One might ask why evil wouldn't just put its hand up the puppet's butt, but that would be a silly question, because it is CLEARLY more evil to put ones hand up the puppeteer's butt, especially when he's not even puppeting! Bwahahahahahahah!

For some reason, the item won't load on my computer - is there a kind soul out there who can describe it???????

It's a hot-pocket with the face of Satan on it, with a long, drawling narrative written by some self-styled humorist.

And one very famous Eeeveeel Puppeteer (you might even say he was Satan's Right HAND man) was none other than Mr. Rogers.

I mean just look at those sweaters. Dead give away.

And if that wasn't enough, little miss mischief Lady Elaine Fairchild went around waving that damn Boomerang, Toomerang, Soomerang, and then something slightly evil would happen.

No doubt it was all becasue of the hand(up the butt) of the hand(up the butt) of the red horned man.

See? Clearly Cbol. Clearly dizzying.
How's the butt?

Too early in the day, I read 'this is a Paypal auction' as 'this is a papal auction'.
(shades of 'The DaVinci Code'!)

My butt hurts for some reason.

I'm eating bran like a madman. Evil may control me, but not without getting messy, dammit.

*filth*

A bowl of Grape-Nuts a day
Keeps the devil blocking your spray!

Hell hath no fury like a hotpocket. No, wait, it's women have no fury like a hotpocket. No, that's not it. Hotpockets are furious. Dammit! No, it's something else, something to do with hell and fury and maybe hotpockets or peanut butter or something.

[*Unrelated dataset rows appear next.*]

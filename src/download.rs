//! Render slides and save them as files, with progress reporting.
//!
//! One slide goes through:
//!
//! ```text
//! preparing ─▶ rendering ─▶ downloading ─▶ complete
//!     └────────────┴─────────────┴──────▶ error
//! ```
//!
//! - **rendering**: acquire the profile and content images, compose the
//!   scene, capture it to PNG
//! - **downloading**: validate the PNG again (rebuilding it if broken), save
//!   it through the [`FileSink`] and verify what landed, retrying the save a
//!   few times
//!
//! [`Downloader::download_all`] runs slides one after the other with a pause
//! in between and reports cumulative progress. What happens on a failing
//! slide is the caller's choice ([`BatchPolicy`]). The last event of a batch
//! is `complete` only when every slide was saved, `error` otherwise.

use crate::acquire::{AcquireRequest, AcquisitionEngine, ImageSource};
use crate::capture::{CaptureEngine, CaptureError, ensure_valid};
use crate::compose::{Compositor, Scene, SlideParams};
use crate::config::{CarouselConfig, DownloadConfig};
use crate::naming::{CONTENT_MANIFEST_FILENAME, slide_filename};
use crate::types::{CarouselData, DownloadProgress, DownloadStatus, ImageRole};
use std::fs;
use std::io;
use std::path::{Path, PathBuf};
use std::sync::Arc;
use thiserror::Error;
use tracing::{info, warn};

#[derive(Error, Debug)]
pub enum DownloadError {
    #[error("there are no slides to download")]
    Empty,
    #[error("slide {index} does not exist ({total} slides)")]
    NoSuchSlide { index: usize, total: usize },
    #[error(transparent)]
    Capture(#[from] CaptureError),
    #[error("could not save {filename} after {attempts} attempts: {reason}")]
    Save {
        filename: String,
        attempts: u32,
        reason: String,
    },
    #[error("slide {} failed: {source}", .index + 1)]
    Slide {
        index: usize,
        #[source]
        source: Box<DownloadError>,
    },
}

/// What [`Downloader::download_all`] does when a slide fails.
#[derive(Debug, Clone, Copy, Default, PartialEq, Eq)]
pub enum BatchPolicy {
    /// Stop at the first failure and return it.
    #[default]
    AbortOnError,
    /// Record the failure and carry on with the next slide.
    ContinueOnError,
}

/// Destination for finished files.
pub trait FileSink: Send + Sync {
    /// Store `bytes` under `filename` and return where they went.
    fn save(&self, filename: &str, bytes: &[u8]) -> io::Result<PathBuf>;

    /// Check that `location` holds exactly `expected`.
    fn verify(&self, location: &Path, expected: &[u8]) -> io::Result<bool>;
}

/// Writes files into a directory through a temp file and a rename, so a
/// reader never sees a half-written slide.
#[derive(Debug, Clone)]
pub struct DirectorySink {
    dir: PathBuf,
}

impl DirectorySink {
    pub fn new(dir: impl Into<PathBuf>) -> Self {
        Self { dir: dir.into() }
    }

    pub fn dir(&self) -> &Path {
        &self.dir
    }
}

impl FileSink for DirectorySink {
    fn save(&self, filename: &str, bytes: &[u8]) -> io::Result<PathBuf> {
        fs::create_dir_all(&self.dir)?;
        let target = self.dir.join(filename);
        let temp = self.dir.join(format!(".{filename}.part"));
        fs::write(&temp, bytes)?;
        fs::rename(&temp, &target)?;
        Ok(target)
    }

    fn verify(&self, location: &Path, expected: &[u8]) -> io::Result<bool> {
        Ok(fs::read(location)? == expected)
    }
}

/// A captured slide that has not been saved yet.
#[derive(Debug, Clone)]
pub struct RenderedSlide {
    pub index: usize,
    pub filename: String,
    pub scene: Scene,
    pub png: Vec<u8>,
    pub renderer: String,
    pub repaired: bool,
    /// A placeholder stands in for the slide's content image.
    pub fallback_used: bool,
}

#[derive(Debug, Clone, PartialEq, Eq)]
pub struct SavedSlide {
    pub index: usize,
    pub filename: String,
    pub location: PathBuf,
    pub bytes: usize,
    pub renderer: String,
    pub repaired: bool,
    pub fallback_used: bool,
}

#[derive(Debug, Clone, PartialEq, Eq)]
pub struct SlideFailure {
    pub index: usize,
    pub message: String,
}

#[derive(Debug, Clone, Default, PartialEq, Eq)]
pub struct BatchReport {
    pub total: usize,
    pub saved: Vec<SavedSlide>,
    pub failed: Vec<SlideFailure>,
    pub manifest: Option<PathBuf>,
}

impl BatchReport {
    pub fn is_complete(&self) -> bool {
        self.failed.is_empty() && self.saved.len() == self.total
    }

    pub fn fallbacks(&self) -> usize {
        self.saved.iter().filter(|s| s.fallback_used).count()
    }
}

/// Plain-text companion to the slide images: every slide's text, the
/// caption and hashtags, and how to post them.
pub fn content_manifest(carousel: &CarouselData) -> String {
    let mut out = format!(
        "Carousel by {} (@{})\n",
        carousel.display_name.trim(),
        carousel.handle.trim().trim_start_matches('@')
    );
    for (i, slide) in carousel.slides.iter().enumerate() {
        out.push_str(&format!("\nSlide {}:\n{}\n", i + 1, slide.text.trim()));
    }
    if !carousel.caption.trim().is_empty() {
        out.push_str(&format!("\nCaption:\n{}\n", carousel.caption.trim()));
    }
    if !carousel.hashtags.is_empty() {
        out.push_str(&format!("\nHashtags:\n{}\n", carousel.hashtags.join(" ")));
    }
    out.push_str(
        "\nHow to post:\n\
         1. Start a new post and select every slide image, slide-01 first.\n\
         2. Keep the order as shown by the file names.\n\
         3. Paste the caption and hashtags above.\n",
    );
    out
}

/// Progress reporting for one item inside a run of `total`.
struct Progress<'a> {
    position: usize,
    total: usize,
    report: &'a mut dyn FnMut(DownloadProgress),
}

impl Progress<'_> {
    fn emit(&mut self, status: DownloadStatus, message: impl Into<String>) {
        (self.report)(DownloadProgress::new(self.position, self.total, status).with_message(message));
    }
}

pub struct Downloader {
    acquisition: Arc<AcquisitionEngine>,
    compositor: Compositor,
    capture: CaptureEngine,
    sink: Arc<dyn FileSink>,
    pixel_ratio: f32,
    config: DownloadConfig,
}

impl Downloader {
    pub fn new(
        acquisition: Arc<AcquisitionEngine>,
        compositor: Compositor,
        capture: CaptureEngine,
        sink: Arc<dyn FileSink>,
        pixel_ratio: f32,
        config: DownloadConfig,
    ) -> Self {
        Self {
            acquisition,
            compositor,
            capture,
            sink,
            pixel_ratio,
            config,
        }
    }

    pub fn from_config(
        config: &CarouselConfig,
        acquisition: Arc<AcquisitionEngine>,
        sink: Arc<dyn FileSink>,
    ) -> Self {
        Self::new(
            acquisition,
            Compositor::from_config(&config.canvas),
            CaptureEngine::from_config(&config.canvas),
            sink,
            config.canvas.pixel_ratio,
            config.download.clone(),
        )
    }

    /// Acquire, compose and capture one slide without saving it.
    pub async fn render_slide(
        &self,
        carousel: &CarouselData,
        index: usize,
    ) -> Result<RenderedSlide, DownloadError> {
        let slide = carousel.slides.get(index).ok_or(DownloadError::NoSuchSlide {
            index,
            total: carousel.slides.len(),
        })?;

        let mut requests = Vec::with_capacity(2);
        if let Some(url) = &slide.profile_image_url {
            requests.push(AcquireRequest::new(
                ImageSource::url(url),
                ImageRole::Profile,
                Some(carousel.display_name.as_str()),
            ));
        }
        if let Some(url) = slide.primary_image() {
            requests.push(AcquireRequest::new(
                ImageSource::url(url),
                ImageRole::Content,
                None,
            ));
        }
        let (mut profile, mut content) = (None, None);
        let results = self.acquisition.batch_acquire(&requests).await;
        for (request, result) in requests.iter().zip(results) {
            match request.role {
                ImageRole::Profile => profile = Some(result),
                ImageRole::Content => content = Some(result),
            }
        }
        let content_fallback = content.as_ref().is_some_and(|c| c.is_fallback());

        let composed = self
            .compositor
            .compose(&SlideParams {
                username: carousel.display_name.clone(),
                handle: carousel.handle.clone(),
                is_verified: carousel.is_verified,
                text: slide.text.clone(),
                profile_image: profile.map(|p| p.into_url()),
                content_image: content.map(|c| c.into_url()),
            })
            .await;

        let options = composed.scene.capture_options(self.pixel_ratio);
        let outcome = self.capture.capture(&composed.scene, &options)?;
        Ok(RenderedSlide {
            index,
            filename: slide_filename(index, &carousel.handle),
            scene: composed.scene,
            png: outcome.png,
            renderer: outcome.renderer,
            repaired: outcome.repaired,
            fallback_used: content_fallback || composed.fallback_used,
        })
    }

    /// Render and save the slide at `index`.
    pub async fn download_one(
        &self,
        carousel: &CarouselData,
        index: usize,
        on_progress: &mut dyn FnMut(DownloadProgress),
    ) -> Result<SavedSlide, DownloadError> {
        let mut progress = Progress {
            position: 0,
            total: 1,
            report: on_progress,
        };
        progress.emit(DownloadStatus::Preparing, "Preparing slide");
        match self.process(carousel, index, &mut progress).await {
            Ok(saved) => {
                progress.position = 1;
                progress.emit(DownloadStatus::Complete, format!("Saved {}", saved.filename));
                Ok(saved)
            }
            Err(e) => {
                progress.emit(DownloadStatus::Error, e.to_string());
                Err(e)
            }
        }
    }

    /// Render and save every slide in order.
    pub async fn download_all(
        &self,
        carousel: &CarouselData,
        policy: BatchPolicy,
        on_progress: &mut dyn FnMut(DownloadProgress),
    ) -> Result<BatchReport, DownloadError> {
        let total = carousel.slides.len();
        if total == 0 {
            return Err(DownloadError::Empty);
        }
        let mut report = BatchReport {
            total,
            ..BatchReport::default()
        };
        let mut progress = Progress {
            position: 0,
            total,
            report: on_progress,
        };
        progress.emit(DownloadStatus::Preparing, format!("Preparing {total} slides"));

        for index in 0..total {
            if index > 0 {
                tokio::time::sleep(self.config.inter_item_delay()).await;
            }
            progress.position = index;
            match self.process(carousel, index, &mut progress).await {
                Ok(saved) => {
                    progress.position = index + 1;
                    progress.emit(
                        DownloadStatus::Downloading,
                        format!("Saved {} ({}/{total})", saved.filename, index + 1),
                    );
                    report.saved.push(saved);
                }
                Err(e) => {
                    warn!(slide = index + 1, error = %e, "slide failed");
                    progress.emit(DownloadStatus::Error, format!("Slide {}: {e}", index + 1));
                    if policy == BatchPolicy::AbortOnError {
                        return Err(DownloadError::Slide {
                            index,
                            source: Box::new(e),
                        });
                    }
                    report.failed.push(SlideFailure {
                        index,
                        message: e.to_string(),
                    });
                }
            }
        }

        if self.config.write_manifest && !report.saved.is_empty() {
            let text = content_manifest(carousel);
            match self.save_verified(CONTENT_MANIFEST_FILENAME, text.as_bytes()).await {
                Ok(location) => report.manifest = Some(location),
                Err(e) => warn!(error = %e, "content manifest not written"),
            }
        }

        progress.position = total;
        if report.failed.is_empty() {
            progress.emit(
                DownloadStatus::Complete,
                format!("{} of {total} slides saved", report.saved.len()),
            );
        } else {
            progress.emit(
                DownloadStatus::Error,
                format!(
                    "{} of {total} slides saved, {} failed",
                    report.saved.len(),
                    report.failed.len()
                ),
            );
        }
        info!(
            saved = report.saved.len(),
            failed = report.failed.len(),
            fallbacks = report.fallbacks(),
            "download finished"
        );
        Ok(report)
    }

    async fn process(
        &self,
        carousel: &CarouselData,
        index: usize,
        progress: &mut Progress<'_>,
    ) -> Result<SavedSlide, DownloadError> {
        progress.emit(DownloadStatus::Rendering, format!("Rendering slide {}", index + 1));
        let rendered = self.render_slide(carousel, index).await?;

        progress.emit(DownloadStatus::Downloading, format!("Saving {}", rendered.filename));
        let options = rendered.scene.capture_options(self.pixel_ratio);
        let (png, rebuilt) = ensure_valid(rendered.png, &rendered.scene, &options)?;
        let location = self.save_verified(&rendered.filename, &png).await?;

        Ok(SavedSlide {
            index,
            filename: rendered.filename,
            location,
            bytes: png.len(),
            renderer: rendered.renderer,
            repaired: rendered.repaired || rebuilt,
            fallback_used: rendered.fallback_used,
        })
    }

    async fn save_verified(&self, filename: &str, bytes: &[u8]) -> Result<PathBuf, DownloadError> {
        let attempts = self.config.save_attempts.max(1);
        let mut reason = String::new();
        for attempt in 1..=attempts {
            let result = self.sink.save(filename, bytes).and_then(|location| {
                let ok = self.sink.verify(&location, bytes)?;
                Ok((location, ok))
            });
            match result {
                Ok((location, true)) => return Ok(location),
                Ok((_, false)) => reason = "saved file did not match".to_string(),
                Err(e) => reason = e.to_string(),
            }
            warn!(filename, attempt, of = attempts, %reason, "save failed");
            if attempt < attempts {
                tokio::time::sleep(self.config.save_retry_delay()).await;
            }
        }
        Err(DownloadError::Save {
            filename: filename.to_string(),
            attempts,
            reason,
        })
    }
}
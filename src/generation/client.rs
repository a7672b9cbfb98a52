//! Remote generation collaborators and their wire types.
//!
//! Both services are hosted functions that take a JSON body and answer with
//! JSON. Any failure (transport, non-2xx status, an `error` field in the
//! body, an unreadable body) is turned into an [`EdgeFunctionError`] by
//! [`classify`] so the retry layer can decide what to do with it.

use crate::imaging::embed::is_embedded;
use crate::retry::{EdgeFunctionError, classify};
use crate::types::Slide;
use async_trait::async_trait;
use reqwest::Client;
use serde::de::DeserializeOwned;
use serde::{Deserialize, Serialize};

pub const TEXT_FUNCTION: &str = "generate-carousel";
pub const IMAGE_FUNCTION: &str = "generate-image";

/// Body of a text generation call.
#[derive(Debug, Clone, PartialEq, Serialize)]
#[serde(rename_all = "camelCase")]
pub struct TextRequest {
    #[serde(skip_serializing_if = "Option::is_none")]
    pub title: Option<String>,
    pub username: String,
    pub content: String,
    pub instagram_handle: String,
    pub is_verified: bool,
    pub slide_count: u32,
    pub content_type: String,
    pub content_format: String,
    pub call_to_action: String,
    #[serde(rename = "customCTA", skip_serializing_if = "Option::is_none")]
    pub custom_cta: Option<String>,
    pub copywriting_framework: String,
    #[serde(skip_serializing_if = "Option::is_none")]
    pub target_audience: Option<String>,
}

/// What the text generator returns.
#[derive(Debug, Clone, PartialEq, Deserialize)]
pub struct GeneratedContent {
    pub slides: Vec<Slide>,
    #[serde(default)]
    pub caption: String,
    #[serde(default)]
    pub hashtags: Vec<String>,
}

/// Body of an image generation call.
#[derive(Debug, Clone, PartialEq, Eq, Serialize)]
pub struct ImageRequest {
    pub prompt: String,
    /// `WxH`
    pub size: String,
    pub quality: String,
}

/// Accepts `{url}`, `{b64_json}` and `{data: [{url | b64_json}]}`.
#[derive(Debug, Default, Deserialize)]
struct ImagePayload {
    url: Option<String>,
    b64_json: Option<String>,
    #[serde(default)]
    data: Vec<ImagePayload>,
}

impl ImagePayload {
    fn into_reference(self) -> Option<String> {
        if let Some(url) = self.url.filter(|u| !u.trim().is_empty()) {
            return Some(url);
        }
        if let Some(b64) = self.b64_json.filter(|b| !b.trim().is_empty()) {
            return Some(if is_embedded(&b64) {
                b64
            } else {
                format!("data:image/png;base64,{b64}")
            });
        }
        self.data.into_iter().find_map(ImagePayload::into_reference)
    }
}

#[async_trait]
pub trait TextGenerator: Send + Sync {
    async fn generate(&self, request: &TextRequest) -> Result<GeneratedContent, EdgeFunctionError>;
}

#[async_trait]
pub trait ImageGenerator: Send + Sync {
    /// Generate one image and return a reference to it (URL or data URL).
    async fn generate(&self, request: &ImageRequest) -> Result<String, EdgeFunctionError>;
}

/// Shared JSON-over-HTTP call for both functions.
#[derive(Debug, Clone)]
struct EdgeFunction {
    name: &'static str,
    client: Client,
    url: String,
    api_key: Option<String>,
}

impl EdgeFunction {
    async fn call<B: Serialize + Sync, R: DeserializeOwned>(
        &self,
        body: &B,
    ) -> Result<R, EdgeFunctionError> {
        let mut request = self.client.post(&self.url).json(body);
        if let Some(key) = &self.api_key {
            request = request.bearer_auth(key);
        }
        let response = request.send().await.map_err(|e| {
            let message = if e.is_timeout() {
                format!("request timed out: {e}")
            } else {
                format!("network error: {e}")
            };
            classify(self.name, &message, None)
        })?;

        let status = response.status();
        let text = response
            .text()
            .await
            .map_err(|e| classify(self.name, &format!("network error: {e}"), Some(status.as_u16())))?;
        let value: serde_json::Value = serde_json::from_str(&text).unwrap_or(serde_json::Value::Null);

        if let Some(message) = error_message(&value) {
            return Err(classify(self.name, &message, Some(status.as_u16())));
        }
        if !status.is_success() {
            let message = if text.trim().is_empty() {
                status.to_string()
            } else {
                text
            };
            return Err(classify(self.name, &message, Some(status.as_u16())));
        }
        serde_json::from_value(value)
            .map_err(|e| classify(self.name, &format!("unreadable response: {e}"), None))
    }
}

/// `error` as a string, or `error.message` as an object.
fn error_message(value: &serde_json::Value) -> Option<String> {
    match value.get("error")? {
        serde_json::Value::String(s) => Some(s.clone()),
        serde_json::Value::Object(o) => o.get("message")?.as_str().map(str::to_string),
        _ => None,
    }
}

#[derive(Debug, Clone)]
pub struct HttpTextGenerator {
    function: EdgeFunction,
}

impl HttpTextGenerator {
    pub fn new(client: Client, url: impl Into<String>, api_key: Option<String>) -> Self {
        Self {
            function: EdgeFunction {
                name: TEXT_FUNCTION,
                client,
                url: url.into(),
                api_key,
            },
        }
    }
}

#[async_trait]
impl TextGenerator for HttpTextGenerator {
    async fn generate(&self, request: &TextRequest) -> Result<GeneratedContent, EdgeFunctionError> {
        self.function.call(request).await
    }
}

#[derive(Debug, Clone)]
pub struct HttpImageGenerator {
    function: EdgeFunction,
}

impl HttpImageGenerator {
    pub fn new(client: Client, url: impl Into<String>, api_key: Option<String>) -> Self {
        Self {
            function: EdgeFunction {
                name: IMAGE_FUNCTION,
                client,
                url: url.into(),
                api_key,
            },
        }
    }
}

#[async_trait]
impl ImageGenerator for HttpImageGenerator {
    async fn generate(&self, request: &ImageRequest) -> Result<String, EdgeFunctionError> {
        let payload: ImagePayload = self.function.call(request).await?;
        payload
            .into_reference()
            .ok_or_else(|| classify(IMAGE_FUNCTION, "response contained no image", None))
    }
}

Offers Polly leftover holiday blog butter (TM). That should help. I am sure Joshkr will rub it in for you

Satanic Hotpockets wbagnfarb .

or a snack food

'Brought to you by Mephistopheles
Just ask for Satanic Hot Pockets, please'

'Try our new Demonic Egg Roll
Good for the waistline ,but not your soul!!!'

Eleanor, here's the video part of the auction

The comments to this entry are closed.